Re: Corpora: Corpus Linguistics User Needs

Cyril Belica (
Thu, 30 Jul 98 15:33:15 +0200


I agree with Oliver Mason that a concerted initiative aimed at user needs analysis and co-ordinated design of corpus processing software might be of some interest. I have been managing the COSMAS (Corpus Storage, Management and Access System) project here in Mannheim for seven years. Since 1993, the COSMAS search engine running in Mannheim is servicing some 100 linguists in our institute and several hundred users all over the world, currently providing access to more than 500M running words of German text.
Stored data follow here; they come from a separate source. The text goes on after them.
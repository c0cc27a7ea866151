//! Asynchronous driver for the LS7366R 32-bit quadrature counter

use embedded_hal_async::{
    delay::DelayNs,
    spi::{Operation, SpiDevice},
};

use super::register::{Mdr0, Mdr1, Opcode, Register, Status, instruction};
use crate::error::Error;

/// Time for CNTR to latch into OTR after a `LOAD OTR`
const OTR_LOAD_DELAY_US: u32 = 10;
/// Settling time after writing a mode register
const MODE_SETTLE_DELAY_MS: u32 = 5;

/// LS7366R configuration, written to MDR0/MDR1 by [`Ls7366r::init`]
#[derive(Debug, Clone, Copy, PartialEq, Eq, Default)]
#[cfg_attr(feature = "defmt", derive(defmt::Format))]
pub struct Config {
    pub mdr0: Mdr0,
    pub mdr1: Mdr1,
}

impl Config {
    #[must_use]
    pub fn mdr0(mut self, mdr0: Mdr0) -> Self {
        self.mdr0 = mdr0;
        self
    }

    #[must_use]
    pub fn mdr1(mut self, mdr1: Mdr1) -> Self {
        self.mdr1 = mdr1;
        self
    }
}

/// LS7366R driver instance (asynchronous)
///
/// The counter value is cached: [`sync`](Self::sync) fetches it from the
/// chip and [`count`](Self::count) returns the last fetched value.
#[derive(Debug)]
#[cfg_attr(feature = "defmt", derive(defmt::Format))]
pub struct Ls7366r<SPI, D> {
    spi: SPI,
    delay: D,
    config: Config,
    count: i32,
}

impl<SPI, D, E> Ls7366r<SPI, D>
where
    SPI: SpiDevice<u8, Error = E>,
    D: DelayNs,
{
    /// Create a new LS7366R driver instance
    ///
    /// Nothing is sent to the chip until [`init`](Self::init)
    pub fn new(spi: SPI, delay: D, config: Config) -> Self {
        Self {
            spi,
            delay,
            config,
            count: 0,
        }
    }

    /// Release the SPI device and delay, consuming the driver
    pub fn release(self) -> (SPI, D) {
        (self.spi, self.delay)
    }

    /// Write the configured mode registers and clear the counter
    ///
    /// # Errors
    ///
    /// Returns an error if SPI communication fails
    pub async fn init(&mut self) -> Result<(), Error<E>> {
        let Config { mdr0, mdr1 } = self.config;
        self.reconfigure(mdr0, mdr1).await?;
        self.reset().await
    }

    /// Send a single-byte instruction
    async fn instruction(&mut self, opcode: Opcode, register: Register) -> Result<(), Error<E>> {
        let command = instruction(opcode, register);

        #[cfg(feature = "defmt")]
        defmt::trace!("Instruction 0x{:02X}", command);

        self.spi
            .write(&[command])
            .await
            .map_err(Error::Communication)
    }

    async fn write_register(&mut self, register: Register, value: u8) -> Result<(), Error<E>> {
        let command = instruction(Opcode::Write, register);

        #[cfg(feature = "defmt")]
        defmt::debug!("Writing 0x{:02X} to register {}", value, register);

        self.spi
            .write(&[command, value])
            .await
            .map_err(Error::Communication)
    }

    async fn read_register(&mut self, register: Register, buf: &mut [u8]) -> Result<(), Error<E>> {
        let command = [instruction(Opcode::Read, register)];

        self.spi
            .transaction(&mut [Operation::Write(&command), Operation::Read(buf)])
            .await
            .map_err(Error::Communication)?;

        #[cfg(feature = "defmt")]
        defmt::trace!("Register {} value: {=[u8]:#x}", register, &buf[..]);

        Ok(())
    }

    /// Clear the counter on the chip and the cached count
    ///
    /// # Errors
    ///
    /// Returns an error if SPI communication fails
    pub async fn reset(&mut self) -> Result<(), Error<E>> {
        self.instruction(Opcode::Clear, Register::Cntr).await?;
        self.count = 0;
        Ok(())
    }

    /// Latch the counter into OTR and read it back
    ///
    /// Reads as many bytes as the configured counter width and sign-extends
    /// them into the cached count.
    ///
    /// # Errors
    ///
    /// Returns an error if SPI communication fails; the cached count is kept
    pub async fn sync(&mut self) -> Result<i32, Error<E>> {
        self.instruction(Opcode::Load, Register::Otr).await?;
        self.delay.delay_us(OTR_LOAD_DELAY_US).await;

        let width = self.config.mdr1.width.bytes();
        let mut buf = [0u8; 4];
        self.read_register(Register::Otr, &mut buf[..width]).await?;

        self.count = sign_extend(&buf[..width]);
        Ok(self.count)
    }

    /// Counter value from the last [`sync`](Self::sync) or [`reset`](Self::reset)
    #[must_use]
    pub fn count(&self) -> i32 {
        self.count
    }

    /// Write both mode registers
    ///
    /// # Errors
    ///
    /// Returns an error if SPI communication fails
    pub async fn reconfigure(&mut self, mdr0: Mdr0, mdr1: Mdr1) -> Result<(), Error<E>> {
        self.config = Config { mdr0, mdr1 };

        self.write_register(Register::Mdr0, mdr0.bits()).await?;
        self.delay.delay_ms(MODE_SETTLE_DELAY_MS).await;

        self.write_register(Register::Mdr1, mdr1.bits()).await?;
        self.delay.delay_ms(MODE_SETTLE_DELAY_MS).await;

        Ok(())
    }

    /// Read the status register
    ///
    /// # Errors
    ///
    /// Returns an error if SPI communication fails
    pub async fn read_status(&mut self) -> Result<Status, Error<E>> {
        let mut buf = [0u8; 1];
        self.read_register(Register::Str, &mut buf).await?;
        Ok(Status::from(buf[0]))
    }

    /// Clear the status register flags
    ///
    /// # Errors
    ///
    /// Returns an error if SPI communication fails
    pub async fn clear_status(&mut self) -> Result<(), Error<E>> {
        self.instruction(Opcode::Clear, Register::Str).await
    }

    /// Enable counting
    ///
    /// # Errors
    ///
    /// Returns an error if SPI communication fails
    pub async fn enable(&mut self) -> Result<(), Error<E>> {
        self.set_counting_disabled(false).await
    }

    /// Disable counting; the counter holds its value
    ///
    /// # Errors
    ///
    /// Returns an error if SPI communication fails
    pub async fn disable(&mut self) -> Result<(), Error<E>> {
        self.set_counting_disabled(true).await
    }

    async fn set_counting_disabled(&mut self, disabled: bool) -> Result<(), Error<E>> {
        let mdr1 = Mdr1 {
            counting_disabled: disabled,
            ..self.config.mdr1
        };
        self.write_register(Register::Mdr1, mdr1.bits()).await?;
        self.config.mdr1 = mdr1;
        Ok(())
    }

    /// Whether counting is enabled according to the last MDR1 written
    #[must_use]
    pub fn is_enabled(&self) -> bool {
        !self.config.mdr1.counting_disabled
    }

    /// The configuration last written to the chip
    #[must_use]
    pub fn config(&self) -> Config {
        self.config
    }
}

/// Interpret big-endian bytes as a two's complement value of that width
#[allow(clippy::cast_possible_wrap, clippy::cast_possible_truncation)]
fn sign_extend(bytes: &[u8]) -> i32 {
    let raw = bytes
        .iter()
        .fold(0u32, |acc, &byte| (acc << 8) | u32::from(byte));
    let shift = 32 - 8 * bytes.len() as u32;
    ((raw << shift) as i32) >> shift
}
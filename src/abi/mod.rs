//! Software decoder for incremental (ABI) quadrature encoders
//!
//! Each input line is wired to an interrupt that fires on both edges. The
//! handler calls [`AbiEncoder::on_a_changed`] or [`AbiEncoder::on_b_changed`],
//! which re-samples that line and steps the count by the decoded transition.

mod config;
mod decoder;
mod encoder;
mod notify;

pub use config::{Config, DEFAULT_STEPS_PER_REVOLUTION, Polarity};
pub use decoder::{Phase, Transition};
pub use encoder::AbiEncoder;
pub use notify::{EdgeHandler, EdgeInterrupt, EdgeSink, Line};
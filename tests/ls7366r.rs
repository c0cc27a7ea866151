//! LS7366R tests using mocked SPI.

use embedded_hal_mock::eh1::{
    delay::NoopDelay,
    spi::{Mock as SpiMock, Transaction as SpiTransaction},
};
use quadrature_drivers::ls7366r::{
    Config, CountMode, CounterWidth, IndexMode, Ls7366r, Mdr0, Mdr1, QuadratureMode,
};

const CLR_CNTR: u8 = 0x20;
const CLR_STR: u8 = 0x30;
const RD_STR: u8 = 0x70;
const RD_OTR: u8 = 0x68;
const WR_MDR0: u8 = 0x88;
const WR_MDR1: u8 = 0x90;
const LOAD_OTR: u8 = 0xE8;

/// One chip-select frame writing `bytes`.
fn write_frame(bytes: &[u8]) -> Vec<SpiTransaction<u8>> {
    vec![
        SpiTransaction::transaction_start(),
        SpiTransaction::write_vec(bytes.to_vec()),
        SpiTransaction::transaction_end(),
    ]
}

/// One chip-select frame sending `command` and reading `response`.
fn read_frame(command: u8, response: &[u8]) -> Vec<SpiTransaction<u8>> {
    vec![
        SpiTransaction::transaction_start(),
        SpiTransaction::write_vec(vec![command]),
        SpiTransaction::read_vec(response.to_vec()),
        SpiTransaction::transaction_end(),
    ]
}

/// LOAD OTR followed by the OTR read.
fn sync_frames(response: &[u8]) -> Vec<SpiTransaction<u8>> {
    let mut frames = write_frame(&[LOAD_OTR]);
    frames.extend(read_frame(RD_OTR, response));
    frames
}

fn counter(expectations: &[SpiTransaction<u8>], config: Config) -> Ls7366r<SpiMock<u8>, NoopDelay> {
    Ls7366r::new(SpiMock::new(expectations), NoopDelay::new(), config)
}

#[tokio::test]
async fn init_writes_default_modes_and_clears_counter() {
    let mut expectations = write_frame(&[WR_MDR0, 0x03]);
    expectations.extend(write_frame(&[WR_MDR1, 0x00]));
    expectations.extend(write_frame(&[CLR_CNTR]));

    let mut chip = counter(&expectations, Config::default());
    chip.init().await.unwrap();

    assert_eq!(chip.count(), 0);
    assert!(chip.is_enabled());

    let (mut spi, _) = chip.release();
    spi.done();
}

#[tokio::test]
async fn init_writes_custom_modes() {
    let mdr0 = Mdr0 {
        quadrature: QuadratureMode::X1,
        count_mode: CountMode::RangeLimit,
        index_mode: IndexMode::ResetCounter,
        ..Mdr0::default()
    };
    let mdr1 = Mdr1 {
        flag_on_index: true,
        ..Mdr1::default()
    };

    let mut expectations = write_frame(&[WR_MDR0, 0x01 | 0x08 | 0x20]);
    expectations.extend(write_frame(&[WR_MDR1, 0x10]));
    expectations.extend(write_frame(&[CLR_CNTR]));

    let mut chip = counter(&expectations, Config::default().mdr0(mdr0).mdr1(mdr1));
    chip.init().await.unwrap();

    assert_eq!(chip.config().mdr0, mdr0);

    let (mut spi, _) = chip.release();
    spi.done();
}

#[tokio::test]
async fn sync_reads_signed_count_msb_first() {
    let mut expectations = sync_frames(&[0x00, 0x01, 0x86, 0xA0]);
    expectations.extend(sync_frames(&[0xFF, 0xFF, 0xFF, 0x9C]));

    let mut chip = counter(&expectations, Config::default());

    assert_eq!(chip.sync().await.unwrap(), 100_000);
    assert_eq!(chip.count(), 100_000);
    assert_eq!(chip.sync().await.unwrap(), -100);
    assert_eq!(chip.count(), -100);

    let (mut spi, _) = chip.release();
    spi.done();
}

#[tokio::test]
async fn sync_reads_only_configured_width() {
    let config = Config::default().mdr1(Mdr1 {
        width: CounterWidth::Bits16,
        ..Mdr1::default()
    });
    let expectations = sync_frames(&[0xFF, 0xFE]);

    let mut chip = counter(&expectations, config);
    assert_eq!(chip.sync().await.unwrap(), -2);

    let (mut spi, _) = chip.release();
    spi.done();
}

#[tokio::test]
async fn reset_clears_cached_count() {
    let mut expectations = sync_frames(&[0x00, 0x00, 0x00, 0x2A]);
    expectations.extend(write_frame(&[CLR_CNTR]));

    let mut chip = counter(&expectations, Config::default());
    chip.sync().await.unwrap();
    assert_eq!(chip.count(), 42);

    chip.reset().await.unwrap();
    assert_eq!(chip.count(), 0);

    let (mut spi, _) = chip.release();
    spi.done();
}

#[tokio::test]
async fn reads_and_clears_status() {
    // CEN, U/D and S set
    let mut expectations = read_frame(RD_STR, &[0b0000_1011]);
    expectations.extend(write_frame(&[CLR_STR]));

    let mut chip = counter(&expectations, Config::default());

    let status = chip.read_status().await.unwrap();
    assert!(status.count_enabled());
    assert!(status.count_up());
    assert!(status.sign());
    assert!(!status.carry());
    assert!(!status.power_loss());

    chip.clear_status().await.unwrap();

    let (mut spi, _) = chip.release();
    spi.done();
}

#[tokio::test]
async fn disable_and_enable_rewrite_mdr1() {
    let config = Config::default().mdr1(Mdr1 {
        width: CounterWidth::Bits24,
        flag_on_carry: true,
        ..Mdr1::default()
    });
    let mut expectations = write_frame(&[WR_MDR1, 0x01 | 0x04 | 0x80]);
    expectations.extend(write_frame(&[WR_MDR1, 0x01 | 0x80]));

    let mut chip = counter(&expectations, config);

    chip.disable().await.unwrap();
    assert!(!chip.is_enabled());
    chip.enable().await.unwrap();
    assert!(chip.is_enabled());

    let (mut spi, _) = chip.release();
    spi.done();
}
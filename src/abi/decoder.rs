//! Quadrature phase tracking
//!
//! The two input lines form a 2-bit Gray code:
//!
//! | A | B | phase |
//! |---|---|-------|
//! | 0 | 0 | 0     |
//! | 1 | 0 | 1     |
//! | 1 | 1 | 2     |
//! | 0 | 1 | 3     |
//!
//! `0 -> 1 -> 2 -> 3 -> 0` is forward, the opposite order is reverse, and a
//! jump between diagonal phases (`0 <-> 2`, `1 <-> 3`) means both lines
//! changed between two samples.

/// Decoded Gray-code phase of the A/B lines
#[derive(Debug, Clone, Copy, PartialEq, Eq)]
#[cfg_attr(feature = "defmt", derive(defmt::Format))]
#[repr(u8)]
pub enum Phase {
    /// A low, B low
    Zero = 0,
    /// A high, B low
    One = 1,
    /// A high, B high
    Two = 2,
    /// A low, B high
    Three = 3,
}

impl Phase {
    /// Map a pair of line levels to its phase
    #[must_use]
    pub const fn from_levels(a: bool, b: bool) -> Self {
        match (a, b) {
            (false, false) => Phase::Zero,
            (true, false) => Phase::One,
            (true, true) => Phase::Two,
            (false, true) => Phase::Three,
        }
    }

    /// Position of the phase in the forward cycle
    #[must_use]
    pub const fn index(self) -> i8 {
        self as i8
    }
}

impl From<Phase> for u8 {
    fn from(phase: Phase) -> u8 {
        phase as u8
    }
}

/// Classification of a phase change
#[derive(Debug, Clone, Copy, PartialEq, Eq)]
#[cfg_attr(feature = "defmt", derive(defmt::Format))]
pub enum Transition {
    /// Phase did not change (duplicate or spurious notification)
    NoMovement,
    /// One step in the forward direction
    Forward,
    /// One step in the reverse direction
    Reverse,
    /// Both lines changed between samples; the direction is unknown
    Invalid,
}

impl Transition {
    /// Classify the move from `previous` to `current`
    ///
    /// Uses the raw signed difference `previous - current`: `-1` and the
    /// wrap-around `3` are forward, `1` and `-3` are reverse, `±2` is an
    /// impossible double edge.
    #[must_use]
    pub const fn classify(previous: Phase, current: Phase) -> Self {
        match previous.index() - current.index() {
            0 => Transition::NoMovement,
            -1 | 3 => Transition::Forward,
            1 | -3 => Transition::Reverse,
            // |delta| == 2; nothing else is reachable with four phases
            _ => Transition::Invalid,
        }
    }

    /// Count adjustment for this transition
    #[must_use]
    pub const fn step(self) -> i64 {
        match self {
            Transition::Forward => 1,
            Transition::Reverse => -1,
            Transition::NoMovement | Transition::Invalid => 0,
        }
    }
}

/// Last sampled line levels and the phases derived from them
///
/// Holds no count; the owner applies [`Transition::step`] to its counter.
#[derive(Debug, Clone, Copy, PartialEq, Eq)]
pub(crate) struct PhaseTracker {
    line_a: bool,
    line_b: bool,
    phase: Phase,
    previous: Phase,
}

impl PhaseTracker {
    /// Start tracking from the given levels with no pending transition
    pub(crate) const fn new(a: bool, b: bool) -> Self {
        let phase = Phase::from_levels(a, b);
        Self {
            line_a: a,
            line_b: b,
            phase,
            previous: phase,
        }
    }

    /// Replace the stored levels with a fresh sample of both lines
    pub(crate) fn reseed(&mut self, a: bool, b: bool) {
        *self = Self::new(a, b);
    }

    /// Store a new level for line A and decode
    pub(crate) fn set_a(&mut self, level: bool) -> Transition {
        self.line_a = level;
        self.update()
    }

    /// Store a new level for line B and decode
    pub(crate) fn set_b(&mut self, level: bool) -> Transition {
        self.line_b = level;
        self.update()
    }

    /// Store a fresh sample of both lines and decode
    pub(crate) fn set_levels(&mut self, a: bool, b: bool) -> Transition {
        self.line_a = a;
        self.line_b = b;
        self.update()
    }

    pub(crate) const fn phase(&self) -> Phase {
        self.phase
    }

    #[cfg(test)]
    pub(crate) const fn previous(&self) -> Phase {
        self.previous
    }

    pub(crate) const fn levels(&self) -> (bool, bool) {
        (self.line_a, self.line_b)
    }

    fn update(&mut self) -> Transition {
        self.previous = self.phase;
        self.phase = Phase::from_levels(self.line_a, self.line_b);
        Transition::classify(self.previous, self.phase)
    }
}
We support proximity searches, concordancing, statistical collocation analysis and clustering, dynamic corpus composition, search result caching, morpho-syntactic annotations, stemming, etc. In the next version, we implement concurrent dynamic annotations and include sound. A rudimentary WWW-interface to the current search engine is publicly available at

With COSMAS, we have collected quite a lot of experience with users of large corpora and hope to find partners for further discussion und collaboration. To state it more clearly, to argue WHETHER or NOT is a waste of time for me: is someone out there interested in discussing HOW to do it?

Prajem Vam vsetkym prijemny den,

Cyril Belica
Institut fuer deutsche Sprache